PARTICIPANT: Australia, Canada, the European Union and Norway, Japan, Korea, Switzerland, the United States and any other country or geographic region whose participation in the IMS SCHEME may be approved in the manner determined by the PARTICIPANTS.

1.14.

PARTNER: Any legal or natural person participating as a contracting party to the COOPERATION AGREEMENT for a given PROJECT.

1.15.

PROJECT: Any research and development project carried out by a CONSORTIUM within the IMS SCHEME.

1.16.

SUMMARY INFORMATION: A description of the objectives, status and results of a PROJECT which does not disclose CONFIDENTIAL INFORMATION.

Article 2

Mandatory provisions

Each COOPERATION AGREEMENT must contain substantive terms and conditions that are fully consistent with each of the provisions 2.1 through 2.13 in this Article and the definitions used in each COOPERATION AGREEMENT shall be those specified in Article 1 of this document.

Where a PROJECT or a potential PARTNER or its AFFILIATES is subject to government requirements, whether by law or agreement, and such requirements will affect rights or obligations pursuant to the COOPERATION AGREEMENT, the potential PARTNER shall disclose to the other PARTNERS all such requirements of which it is aware prior to signing the COOPERATION AGREEMENT. PARTNERS must ensure that ownership, use, disclosure and licensing of FOREGROUND will comply with these mandatory provisions if the PROJECT is subject to government requirements.

PARTNERS will, at the outset of a PROJECT, promptly notify one another of their AFFILIATES which will be involved in the performance of the PROJECT, and will notify one another of any changes in the AFFILIATES so involved during the life of the PROJECT. At the time of entering into a COOPERATION AGREEMENT, and immediately after new legal entities have come to meet the AFFILIATE definition, PARTNERS may exclude AFFILIATES from the rights and obligations set forth in these provisions in accordance with the terms of the COOPERATION AGREEMENT.

Written Agreement

2.1.

PARTNERS shall enter into a written COOPERATION AGREEMENT that governs their participation in a PROJECT consistent with this document.

Ownership

2.2.

FOREGROUND shall be owned solely by the PARTNER or jointly by the PARTNERS creating it.

2.3.

A PARTNER which is the sole owner of FOREGROUND may disclose and non-exclusively license that FOREGROUND to third parties without ACCOUNTING to any other PARTNER.

2.4.

A PARTNER which is a joint owner of FOREGROUND may disclose and non-exclusively license that FOREGROUND to third parties without the consent of and without ACCOUNTING to any other PARTNER, unless otherwise agreed in the COOPERATION AGREEMENT.

2.5.

A PARTNER may assign its sole and/or joint ownership interests in its BACKGROUND, BACKGROUND RIGHTS and FOREGROUND to third parties without the consent of and without ACCOUNTING to any other PARTNER.

PARTNERS who assign any of their rights to BACKGROUND RIGHTS or FOREGROUND must make each assignment subject to the COOPERATION AGREEMENT and must require each assignee to agree in writing to be bound to the assignor's obligations under the COOPERATION AGREEMENT in respect of the assigned rights.

Dissemination of information

2.6.

SUMMARY INFORMATION shall be available to all PARTNERS in other PROJECTS and to the committees formed under the IMS SCHEME.

2.7.

The CONSORTIUM will make available at the end of the PROJECT a public report setting out SUMMARY INFORMATION about the PROJECT.

License rights

Foreground

2.8.

Each PARTNER and its AFFILIATES may use FOREGROUND, royalty-free, for research and development and for commercial exploitation.

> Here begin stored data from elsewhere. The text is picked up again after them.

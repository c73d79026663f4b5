//! Error types for store operations.

use thiserror::Error;

/// Errors that can occur during store operations.
#[derive(Error, Debug)]
pub enum StoreError {
    /// I/O error during read or write.
    #[error("I/O error: {0}")]
    Io(#[from] std::io::Error),
    /// Block journal error.
    #[error("journal error: {0}")]
    Journal(#[from] anchorchain_journal::JournalError),
    /// Pending pool file could not be encoded or decoded.
    #[error("pending pool encoding error: {0}")]
    Encoding(#[from] serde_json::Error),
    /// A block with this index is already stored.
    #[error("block index {index} is already taken")]
    DuplicateBlockIndex {
        /// Offending index.
        index: u64,
    },
    /// An append-only backend was handed a block out of sequence.
    #[error("expected block index {expected}, got {found}")]
    OutOfOrderBlock {
        /// Next index the backend can append.
        expected: u64,
        /// Index that was offered.
        found: u64,
    },
    /// Backend-specific failure.
    #[error("{0}")]
    Other(String),
}
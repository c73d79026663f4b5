use std::fmt;
use std::sync::OnceLock;

use chrono::{DateTime, NaiveDate, SecondsFormat, Utc};
use regex::Regex;
use serde::{Deserialize, Serialize};

use crate::validation::ValidationError;

macro_rules! calendar_newtype {
    ($name:ident, $doc:expr, $pattern:expr, $check:expr) => {
        #[doc = $doc]
        #[derive(Debug, Clone, PartialEq, Eq, Hash, PartialOrd, Ord, Serialize, Deserialize)]
        #[serde(try_from = "String", into = "String")]
        pub struct $name(String);

        impl $name {
            /// Parses a validated value from a string.
            pub fn parse(value: impl Into<String>) -> Result<Self, ValidationError> {
                static PATTERN: OnceLock<Regex> = OnceLock::new();
                let s = value.into();
                let pattern = PATTERN.get_or_init(|| Regex::new($pattern).expect("invalid regex"));
                if !pattern.is_match(&s) {
                    return Err(ValidationError::PatternMismatch {
                        field: stringify!($name),
                        value: s,
                    });
                }
                let check: fn(&str) -> Result<(), String> = $check;
                if let Err(reason) = check(&s) {
                    return Err(ValidationError::InvalidCalendarValue {
                        field: stringify!($name),
                        value: s,
                        reason,
                    });
                }
                Ok(Self(s))
            }

            /// Borrows the underlying text.
            pub fn as_str(&self) -> &str {
                &self.0
            }
        }

        impl TryFrom<String> for $name {
            type Error = ValidationError;

            fn try_from(value: String) -> Result<Self, Self::Error> {
                Self::parse(value)
            }
        }

        impl From<$name> for String {
            fn from(value: $name) -> Self {
                value.0
            }
        }

        impl AsRef<str> for $name {
            fn as_ref(&self) -> &str {
                &self.0
            }
        }

        impl fmt::Display for $name {
            fn fmt(&self, f: &mut fmt::Formatter<'_>) -> fmt::Result {
                f.write_str(&self.0)
            }
        }
    };
}

calendar_newtype!(
    Timestamp,
    "UTC RFC3339 timestamp with `Z` suffix and second-or-finer precision.",
    r"^\d{4}-\d{2}-\d{2}T\d{2}:\d{2}:\d{2}(\.\d{1,9})?Z$",
    |s| DateTime::parse_from_rfc3339(s).map(|_| ()).map_err(|e| e.to_string())
);
calendar_newtype!(
    CalendarDate,
    "Calendar day (`YYYY-MM-DD`) naming a pending pool bucket.",
    r"^\d{4}-\d{2}-\d{2}$",
    |s| NaiveDate::parse_from_str(s, "%Y-%m-%d").map(|_| ()).map_err(|e| e.to_string())
);

impl Timestamp {
    /// Formats an instant the way block timestamps are written: UTC,
    /// millisecond precision, `Z` suffix.
    pub fn from_datetime(instant: DateTime<Utc>) -> Self {
        Self(instant.to_rfc3339_opts(SecondsFormat::Millis, true))
    }

    /// The calendar date component (the first ten characters).
    pub fn date(&self) -> CalendarDate {
        CalendarDate(self.0[..10].to_string())
    }
}

impl CalendarDate {
    /// The UTC calendar day of an instant.
    pub fn from_datetime(instant: DateTime<Utc>) -> Self {
        Self(instant.format("%Y-%m-%d").to_string())
    }
}

#[cfg(test)]
mod tests {
    use super::*;
    use chrono::TimeZone;

    #[test]
    fn timestamp_accepts_millis_and_seconds() {
        assert!(Timestamp::parse("2024-06-01T10:00:00.000Z").is_ok());
        assert!(Timestamp::parse("2024-06-01T10:00:00Z").is_ok());
        assert!(Timestamp::parse("2024-06-01T10:00:00.123456789Z").is_ok());
    }

    #[test]
    fn timestamp_rejects_offsets_and_garbage() {
        assert!(Timestamp::parse("2024-06-01T10:00:00+07:00").is_err());
        assert!(Timestamp::parse("2024-06-01 10:00:00Z").is_err());
        assert!(Timestamp::parse("yesterday").is_err());
    }

    #[test]
    fn timestamp_rejects_impossible_instants() {
        let err = Timestamp::parse("2024-02-30T10:00:00Z").unwrap_err();
        assert!(matches!(err, ValidationError::InvalidCalendarValue { .. }));
    }

    #[test]
    fn timestamp_date_is_prefix() {
        let ts = Timestamp::parse("2024-06-01T23:59:59.999Z").unwrap();
        assert_eq!(ts.date().as_str(), "2024-06-01");
    }

    #[test]
    fn from_datetime_uses_millisecond_precision() {
        let instant = Utc.with_ymd_and_hms(2024, 6, 1, 10, 0, 0).unwrap();
        assert_eq!(
            Timestamp::from_datetime(instant).as_str(),
            "2024-06-01T10:00:00.000Z"
        );
        assert_eq!(CalendarDate::from_datetime(instant).as_str(), "2024-06-01");
    }

    #[test]
    fn calendar_dates_order_chronologically() {
        let a = CalendarDate::parse("2024-05-31").unwrap();
        let b = CalendarDate::parse("2024-06-01").unwrap();
        assert!(a < b);
        assert!(CalendarDate::parse("2024-13-01").is_err());
    }
}
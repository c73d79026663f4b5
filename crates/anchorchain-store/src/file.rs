//! Directory-backed ledger storage.
//!
//! Layout:
//! - `blocks.acj`: append-only block journal (see `anchorchain-journal`)
//! - `pending.json`: the whole pending pool, rewritten atomically

use std::fs;
use std::io::Write;
use std::path::{Path, PathBuf};

use anchorchain_canonical::CalendarDate;
use anchorchain_core::{Block, VerificationEvent};
use anchorchain_journal::{repair_tail, JournalReader, JournalWriter, ReadMode, WriteOptions};
use parking_lot::RwLock;
use tracing::{debug, info, warn};

use crate::error::StoreError;
use crate::traits::{LedgerStore, PendingPool};

/// File name of the block journal inside the store directory.
pub const BLOCKS_FILE: &str = "blocks.acj";
/// File name of the pending pool snapshot inside the store directory.
pub const PENDING_FILE: &str = "pending.json";

/// Options for opening a [`FileStore`].
#[derive(Debug, Clone, Default)]
pub struct FileStoreOptions {
    /// fsync after every block append and pending rewrite.
    pub sync: bool,
}

struct FileState {
    blocks: Vec<Block>,
    pending: PendingPool,
    journal: JournalWriter,
}

/// Durable store in a directory.
///
/// Blocks are cached in memory after replay; every write reaches disk
/// before the cache is updated, so a failed write leaves the visible state
/// untouched. Open a directory once per process and share the handle
/// (`Arc<FileStore>`); separately opened handles keep separate caches.
pub struct FileStore {
    dir: PathBuf,
    identity: String,
    sync: bool,
    state: RwLock<FileState>,
}

impl FileStore {
    /// Opens (or initializes) a store directory.
    ///
    /// A torn journal tail from an interrupted append is cut off before the
    /// blocks are replayed.
    pub fn open(dir: impl AsRef<Path>, options: FileStoreOptions) -> Result<Self, StoreError> {
        let dir = dir.as_ref();
        fs::create_dir_all(dir)?;
        let dir = fs::canonicalize(dir)?;
        let blocks_path = dir.join(BLOCKS_FILE);

        if blocks_path.exists() && fs::metadata(&blocks_path)?.len() > 0 {
            let dropped = repair_tail(&blocks_path)?;
            if dropped > 0 {
                warn!(path = %blocks_path.display(), bytes = dropped, "discarded torn journal tail");
            }
        }

        let journal = JournalWriter::open(
            &blocks_path,
            WriteOptions {
                sync: options.sync,
                create: true,
            },
        )?;
        let blocks = JournalReader::open(&blocks_path, ReadMode::Strict)?.read_all()?;
        let pending = read_pending(&dir.join(PENDING_FILE))?;

        info!(
            path = %dir.display(),
            blocks = blocks.len(),
            pending_dates = pending.len(),
            "opened ledger store"
        );

        Ok(Self {
            identity: format!("file:{}", dir.display()),
            dir,
            sync: options.sync,
            state: RwLock::new(FileState {
                blocks,
                pending,
                journal,
            }),
        })
    }

    /// Directory holding the store files.
    pub fn dir(&self) -> &Path {
        &self.dir
    }

    fn write_pending(&self, pending: &PendingPool) -> Result<(), StoreError> {
        let target = self.dir.join(PENDING_FILE);
        let temp = self
            .dir
            .join(format!("{PENDING_FILE}.{}.tmp", std::process::id()));
        let bytes = serde_json::to_vec_pretty(pending)?;

        let mut file = fs::File::create(&temp)?;
        file.write_all(&bytes)?;
        if self.sync {
            file.sync_all()?;
        }
        drop(file);
        fs::rename(&temp, &target)?;
        debug!(dates = pending.len(), "rewrote pending pool");
        Ok(())
    }
}

fn read_pending(path: &Path) -> Result<PendingPool, StoreError> {
    match fs::read(path) {
        Ok(bytes) => Ok(serde_json::from_slice(&bytes)?),
        Err(e) if e.kind() == std::io::ErrorKind::NotFound => Ok(PendingPool::new()),
        Err(e) => Err(e.into()),
    }
}

impl LedgerStore for FileStore {
    fn identity(&self) -> String {
        self.identity.clone()
    }

    fn latest_block(&self) -> Result<Option<Block>, StoreError> {
        Ok(self.state.read().blocks.last().cloned())
    }

    fn all_blocks(&self) -> Result<Vec<Block>, StoreError> {
        Ok(self.state.read().blocks.clone())
    }

    fn insert_block(&self, block: &Block) -> Result<(), StoreError> {
        let mut state = self.state.write();
        if state.blocks.iter().any(|b| b.index == block.index) {
            return Err(StoreError::DuplicateBlockIndex { index: block.index });
        }
        let expected = state.blocks.len() as u64;
        if block.index != expected {
            return Err(StoreError::OutOfOrderBlock {
                expected,
                found: block.index,
            });
        }
        state.journal.append_block(block)?;
        state.blocks.push(block.clone());
        Ok(())
    }

    fn pending_events(&self, date: &CalendarDate) -> Result<Vec<VerificationEvent>, StoreError> {
        Ok(self
            .state
            .read()
            .pending
            .get(date)
            .cloned()
            .unwrap_or_default())
    }

    fn all_pending(&self) -> Result<PendingPool, StoreError> {
        Ok(self.state.read().pending.clone())
    }

    fn upsert_pending(
        &self,
        date: &CalendarDate,
        events: &[VerificationEvent],
    ) -> Result<(), StoreError> {
        let mut state = self.state.write();
        let mut next = state.pending.clone();
        next.insert(date.clone(), events.to_vec());
        self.write_pending(&next)?;
        state.pending = next;
        Ok(())
    }

    fn delete_pending(&self, date: &CalendarDate) -> Result<(), StoreError> {
        let mut state = self.state.write();
        if !state.pending.contains_key(date) {
            return Ok(());
        }
        let mut next = state.pending.clone();
        next.remove(date);
        self.write_pending(&next)?;
        state.pending = next;
        Ok(())
    }
}
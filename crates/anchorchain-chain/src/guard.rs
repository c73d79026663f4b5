use std::collections::HashMap;
use std::sync::Arc;

use parking_lot::{Mutex, MutexGuard};

/// Hands out one exclusive lock per storage identity.
///
/// Ledger handles built from the same registry over the same storage share
/// a lock, so their operations serialize even though the handles are
/// distinct values. Cloning the registry shares its table.
#[derive(Debug, Clone, Default)]
pub struct LockRegistry {
    locks: Arc<Mutex<HashMap<String, Arc<LedgerLock>>>>,
}

impl LockRegistry {
    /// Creates an empty registry.
    pub fn new() -> Self {
        Self::default()
    }

    /// The lock for a storage identity, created on first request.
    pub fn lock_for(&self, identity: &str) -> Arc<LedgerLock> {
        self.locks
            .lock()
            .entry(identity.to_string())
            .or_insert_with(|| Arc::new(LedgerLock::new(identity)))
            .clone()
    }

    /// Number of identities with a lock.
    pub fn len(&self) -> usize {
        self.locks.lock().len()
    }

    /// True when no lock has been handed out yet.
    pub fn is_empty(&self) -> bool {
        self.len() == 0
    }
}

/// Mutual-exclusion scope guarding one ledger.
#[derive(Debug)]
pub struct LedgerLock {
    identity: String,
    inner: Mutex<()>,
}

impl LedgerLock {
    fn new(identity: &str) -> Self {
        Self {
            identity: identity.to_string(),
            inner: Mutex::new(()),
        }
    }

    /// Storage identity this lock guards.
    pub fn identity(&self) -> &str {
        &self.identity
    }

    /// Blocks until the scope is free and enters it.
    pub fn enter(&self) -> MutexGuard<'_, ()> {
        self.inner.lock()
    }
}
use serde::Serialize;

/// Error returned when canonicalization fails.
#[derive(thiserror::Error, Debug)]
pub enum CanonicalizationError {
    /// The record could not be serialized to JSON.
    #[error("serialization failed: {0}")]
    Serialization(#[from] serde_json::Error),
}

/// Produces the canonical bytes of a record.
///
/// Records are emitted as compact JSON with struct fields in declaration
/// order, so a hashed record type fixes its canonical key order by the
/// order its fields are declared in.
pub fn canonical_bytes<T: Serialize>(record: &T) -> Result<Vec<u8>, CanonicalizationError> {
    Ok(serde_json::to_vec(record)?)
}
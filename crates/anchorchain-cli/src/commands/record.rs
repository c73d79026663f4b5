//! Record command implementation.

use anchorchain_canonical::{anchor_hash, Digest, Timestamp};
use anchorchain_core::{VerificationEvent, VerificationStatus};
use chrono::Utc;
use serde_json::json;

use crate::context::{open_ledger, LedgerArgs};
use crate::output;

/// Fields of the verification being recorded.
pub struct RecordInput {
    pub code_id: String,
    pub product_id: String,
    pub product_name: String,
    pub distributor: String,
    pub status: VerificationStatus,
    pub timestamp: Option<String>,
    pub anchor_hash: Option<String>,
    pub secret: Option<String>,
}

pub fn run(args: &LedgerArgs, input: RecordInput, json: bool) -> Result<(), Box<dyn std::error::Error>> {
    let RecordInput {
        code_id,
        product_id,
        product_name,
        distributor,
        status,
        timestamp,
        anchor_hash: precomputed,
        secret,
    } = input;

    let timestamp = match timestamp {
        Some(value) => Timestamp::parse(value).map_err(|e| format!("Invalid timestamp: {}", e))?,
        None => Timestamp::from_datetime(Utc::now()),
    };
    let anchor = match (precomputed, secret) {
        (Some(hash), _) => Digest::parse(hash).map_err(|e| format!("Invalid anchor hash: {}", e))?,
        (None, Some(secret)) => anchor_hash(&code_id, &secret),
        (None, None) => {
            return Err("anchor hash required: pass --anchor-hash or set ANCHORCHAIN_ANCHOR_SECRET".into())
        }
    };

    let event = VerificationEvent {
        product_id,
        product_name,
        distributor,
        code_id: code_id.clone(),
        anchor_hash: anchor,
        status,
        timestamp: timestamp.clone(),
    };

    let ledger = open_ledger(args)?;
    let sealed = ledger.record_event(event)?;
    let proof = ledger.proof_for_event(&code_id, Some(&timestamp))?;

    if json {
        let report = json!({ "sealed": sealed, "proof": proof });
        println!("{}", serde_json::to_string_pretty(&report)?);
        return Ok(());
    }

    if sealed.is_empty() {
        println!("Recorded {} (pending)", code_id);
    } else {
        println!("Recorded {}; sealed {} block(s)", code_id, sealed.len());
        output::print_block_header();
        for block in &sealed {
            println!("{}", output::format_block_row(block));
        }
    }
    if let Some(proof) = proof {
        println!();
        println!("{}", output::format_proof(&code_id, &proof));
    }
    Ok(())
}
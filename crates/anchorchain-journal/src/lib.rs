//! Append-only journal for sealed anchorchain blocks.
//!
//! This crate provides:
//! - A framed, append-only file format for block JSON
//! - Reader/writer APIs with strict and permissive truncation handling
//! - Tail repair after an interrupted append
//!
//! ## Quick Start
//!
//! ```rust,no_run
//! use anchorchain_journal::{JournalReader, JournalWriter, ReadMode, WriteOptions};
//! # fn demo(block: anchorchain_core::Block) -> Result<(), anchorchain_journal::JournalError> {
//! let mut writer = JournalWriter::open("blocks.acj", WriteOptions::default())?;
//! writer.append_block(&block)?;
//! writer.finish()?;
//!
//! let mut reader = JournalReader::open("blocks.acj", ReadMode::Strict)?;
//! while let Some(block) = reader.read_block()? {
//!     println!("block {} sealed {}", block.index, block.date);
//! }
//! # Ok(())
//! # }
//! ```

#![deny(missing_docs)]

/// Error types for journal operations.
pub mod errors;
/// Header and frame layout.
pub mod frame;
/// Journal reader implementation.
pub mod reader;
/// Journal writer implementation.
pub mod writer;

pub use errors::JournalError;
pub use frame::{FrameHeader, FrameKind, JournalHeader};
pub use reader::{repair_tail, JournalReader, ReadMode};
pub use writer::{JournalSink, JournalWriter, WriteOptions};
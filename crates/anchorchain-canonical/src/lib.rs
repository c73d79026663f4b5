//! Canonical hashing primitives for the anchorchain ledger.
//!
//! Everything that participates in a block hash or a Merkle root is defined
//! here: the hex digest type, the validated timestamp and calendar-date
//! newtypes, the canonical byte encoding of records, the pairwise Merkle
//! reduction and the pipe-delimited block header hash.
//!
#![deny(missing_docs)]

/// Anchor hash derivation for registered codes.
pub mod anchor;
/// Canonical (declaration-order, compact JSON) serialization of hashed records.
pub mod canonicalizer;
/// Hex-encoded SHA-256 digests.
pub mod digest;
/// Merkle reduction and block header hashing.
pub mod hashing;
/// Validated timestamp and date newtypes.
pub mod identifiers;
/// Validation errors shared by canonical types.
pub mod validation;

pub use anchor::anchor_hash;
pub use canonicalizer::{canonical_bytes, CanonicalizationError};
pub use digest::{sha256_hex, Digest};
pub use hashing::{block_header_hash, genesis_merkle_root, merkle_root_of_leaves, HeaderFields};
pub use identifiers::{CalendarDate, Timestamp};
pub use validation::ValidationError;
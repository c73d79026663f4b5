use anchorchain_canonical::{CalendarDate, Digest, HeaderFields, Timestamp};
use serde::{Deserialize, Serialize};

/// Outcome of a successful code verification.
#[derive(Debug, Clone, Copy, PartialEq, Eq, Hash, Serialize, Deserialize)]
pub enum VerificationStatus {
    /// The code was verified for the first time.
    #[serde(rename = "TERVERIFIKASI")]
    FirstVerification,
    /// The code had already been verified before.
    #[serde(rename = "PERNAH_TERVERIFIKASI")]
    PreviouslyVerified,
}

impl VerificationStatus {
    /// Wire tag of the status.
    pub fn as_str(self) -> &'static str {
        match self {
            VerificationStatus::FirstVerification => "TERVERIFIKASI",
            VerificationStatus::PreviouslyVerified => "PERNAH_TERVERIFIKASI",
        }
    }
}

/// One verification occurrence, recorded into the ledger.
///
/// Serialized with camelCase keys. The event digest is taken over the
/// compact JSON in field declaration order, so the order below is part of
/// the hash and must not change.
#[derive(Debug, Clone, PartialEq, Eq, Serialize, Deserialize)]
#[serde(rename_all = "camelCase")]
pub struct VerificationEvent {
    /// Product (batch) identifier.
    pub product_id: String,
    /// Product display name.
    pub product_name: String,
    /// Distributor the batch was issued to.
    pub distributor: String,
    /// Identifier of the verified code.
    pub code_id: String,
    /// Anchor hash bound to the code and the server secret.
    pub anchor_hash: Digest,
    /// Verification outcome.
    pub status: VerificationStatus,
    /// When the verification happened.
    pub timestamp: Timestamp,
}

impl VerificationEvent {
    /// Pending pool bucket of the event.
    pub fn date(&self) -> CalendarDate {
        self.timestamp.date()
    }
}

/// A block before mining: every header field except `nonce` and `hash`.
#[derive(Debug, Clone, PartialEq, Eq)]
pub struct BlockDraft {
    /// Block height (0 = genesis).
    pub index: u64,
    /// Block creation time.
    pub timestamp: Timestamp,
    /// Hash of the preceding block (zero digest for genesis).
    pub previous_hash: Digest,
    /// Merkle root over `events`.
    pub merkle_root: Digest,
    /// Pending pool date the block seals.
    pub date: CalendarDate,
    /// Sealed events, in pool order.
    pub events: Vec<VerificationEvent>,
}

impl BlockDraft {
    /// Header fields in hashing order.
    pub fn header_fields(&self) -> HeaderFields<'_> {
        HeaderFields {
            index: self.index,
            previous_hash: &self.previous_hash,
            timestamp: &self.timestamp,
            merkle_root: &self.merkle_root,
            date: &self.date,
        }
    }
}

/// A sealed, mined page of the ledger.
#[derive(Debug, Clone, PartialEq, Eq, Serialize, Deserialize)]
#[serde(rename_all = "camelCase")]
pub struct Block {
    /// Block height (0 = genesis).
    pub index: u64,
    /// Block creation time.
    pub timestamp: Timestamp,
    /// Hash of the preceding block (zero digest for genesis).
    pub previous_hash: Digest,
    /// Merkle root over `events`.
    pub merkle_root: Digest,
    /// Proof-of-work nonce.
    pub nonce: u64,
    /// Header hash; meets the difficulty target.
    pub hash: Digest,
    /// Pending pool date the block seals.
    pub date: CalendarDate,
    /// Sealed events, in pool order.
    pub events: Vec<VerificationEvent>,
}

impl Block {
    /// Assembles a block from a draft and its proof of work.
    pub fn from_draft(draft: BlockDraft, nonce: u64, hash: Digest) -> Self {
        Self {
            index: draft.index,
            timestamp: draft.timestamp,
            previous_hash: draft.previous_hash,
            merkle_root: draft.merkle_root,
            nonce,
            hash,
            date: draft.date,
            events: draft.events,
        }
    }

    /// Header fields in hashing order (nonce excluded).
    pub fn header_fields(&self) -> HeaderFields<'_> {
        HeaderFields {
            index: self.index,
            previous_hash: &self.previous_hash,
            timestamp: &self.timestamp,
            merkle_root: &self.merkle_root,
            date: &self.date,
        }
    }

    /// Recomputes the header hash from the stored fields.
    pub fn recompute_hash(&self) -> Digest {
        anchorchain_canonical::block_header_hash(&self.header_fields(), self.nonce)
    }

    /// True for the index-0 block.
    pub fn is_genesis(&self) -> bool {
        self.index == 0
    }
}
//! Seal command implementation.

use anchorchain_canonical::CalendarDate;
use chrono::Utc;

use crate::context::{open_ledger, LedgerArgs};
use crate::output;

pub fn run(args: &LedgerArgs, up_to: Option<String>, json: bool) -> Result<(), Box<dyn std::error::Error>> {
    let cutoff = match up_to {
        Some(value) => CalendarDate::parse(value).map_err(|e| format!("Invalid date: {}", e))?,
        None => CalendarDate::from_datetime(Utc::now()),
    };

    let ledger = open_ledger(args)?;
    let sealed = ledger.anchor_pending_up_to(&cutoff)?;

    if json {
        println!("{}", serde_json::to_string_pretty(&sealed)?);
    } else if sealed.is_empty() {
        println!("Nothing pending up to {}", cutoff);
    } else {
        output::print_block_header();
        for block in &sealed {
            println!("{}", output::format_block_row(block));
        }
    }
    Ok(())
}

Commercial exploitation includes the rights to use, make, have made, sell and import.

However, in exceptional circumstances,

PARTNERS may agree in their COOPERATION AGREEMENT to pay a royalty to PARTNERS which are NON-PROFIT INSTITUTIONS for commercial exploitation of FOREGROUND which is solely owned by such NON-PROFIT INSTITUTIONS; and

PARTNERS may agree in their COOPERATION AGREEMENT to pay a royalty to PARTNERS which are NON-PROFIT INSTITUTIONS for commercial exploitation of FOREGROUND which is jointly owned with such NON-PROFIT INSTITUTIONS, provided such royalties are both small and consistent with the principle that contributions and benefits in the IMS SCHEME must be balanced and equitable.

2.9.

A non-owning PARTNER and its AFFILIATES may not disclose or sub-license FOREGROUND to third parties except that each PARTNER or its AFFILIATES may, in the normal course of business:

disclose FOREGROUND in confidence solely for the purposes of manufacturing, having manufactured, importing or selling products,

sub-license any software forming part of FOREGROUND in object code, or

engage itself in the rightful provision of products or services that inherently disclose the FOREGROUND.

Background

2.10.

A PARTNER in a PROJECT may, but is not obligated to, supply or license its BACKGROUND to other PARTNERS.

2.11.

PARTNERS and their AFFILIATES may use another PARTNER'S or its AFFILIATES' BACKGROUND RIGHTS solely for research and development in the PROJECT without additional consideration, including, but not limited to, financial consideration.

2.12.

PARTNERS and their AFFILIATES must grant to other PARTNERS and their AFFILIATES a license of BACKGROUND RIGHTS on normal commercial conditions when such license is necessary for the commercial exploitation of FOREGROUND unless:

the owning PARTNER or its AFFILIATE is by reason of law or by contractual obligation existing before signature of the COOPERATION AGREEMENT unable to grant such licenses and such BACKGROUND RIGHTS are specifically identified in the COOPERATION AGREEMENT; or

the PARTNERS agree, in exceptional cases, on the exclusion of BACKGROUND RIGHTS specifically identified in the COOPERATION AGREEMENT.

Survival of rights

2.13.

The COOPERATION AGREEMENT shall specify that the rights and obligations of PARTNERS and AFFILIATES concerning FOREGROUND, BACKGROUND and BACKGROUND RIGHTS shall survive the natural expiration of the term of the COOPERATION AGREEMENT.

Article 3

Provisions that need to be addressed in the Cooperation Agreement

PARTNERS shall address each of the following items in their COOPERATION AGREEMENT:

Publication of results

3.1.

PARTNERS shall address the issue of the consent required, if any, from the other PARTNERS for publication of the results from the PROJECT other than SUMMARY INFORMATION.

3.2.

PARTNERS shall address the issue of whether PARTNERS which are NON-PROFIT INSTITUTIONS may, for academic purposes, publish FOREGROUND which they solely own, provided that adequate procedures for protecting FOREGROUND are taken in accordance with Articles 3.3 and 3.4.

Protection of foreground

3.3.

PARTNERS shall identify the steps they will take to seek legal protection of FOREGROUND by means of INTELLECTUAL PROPERTY RIGHTS and upon making an invention shall notify other PARTNERS in the same PROJECT in a timely manner of the protection sought and provide a summary description of the invention.

3.4.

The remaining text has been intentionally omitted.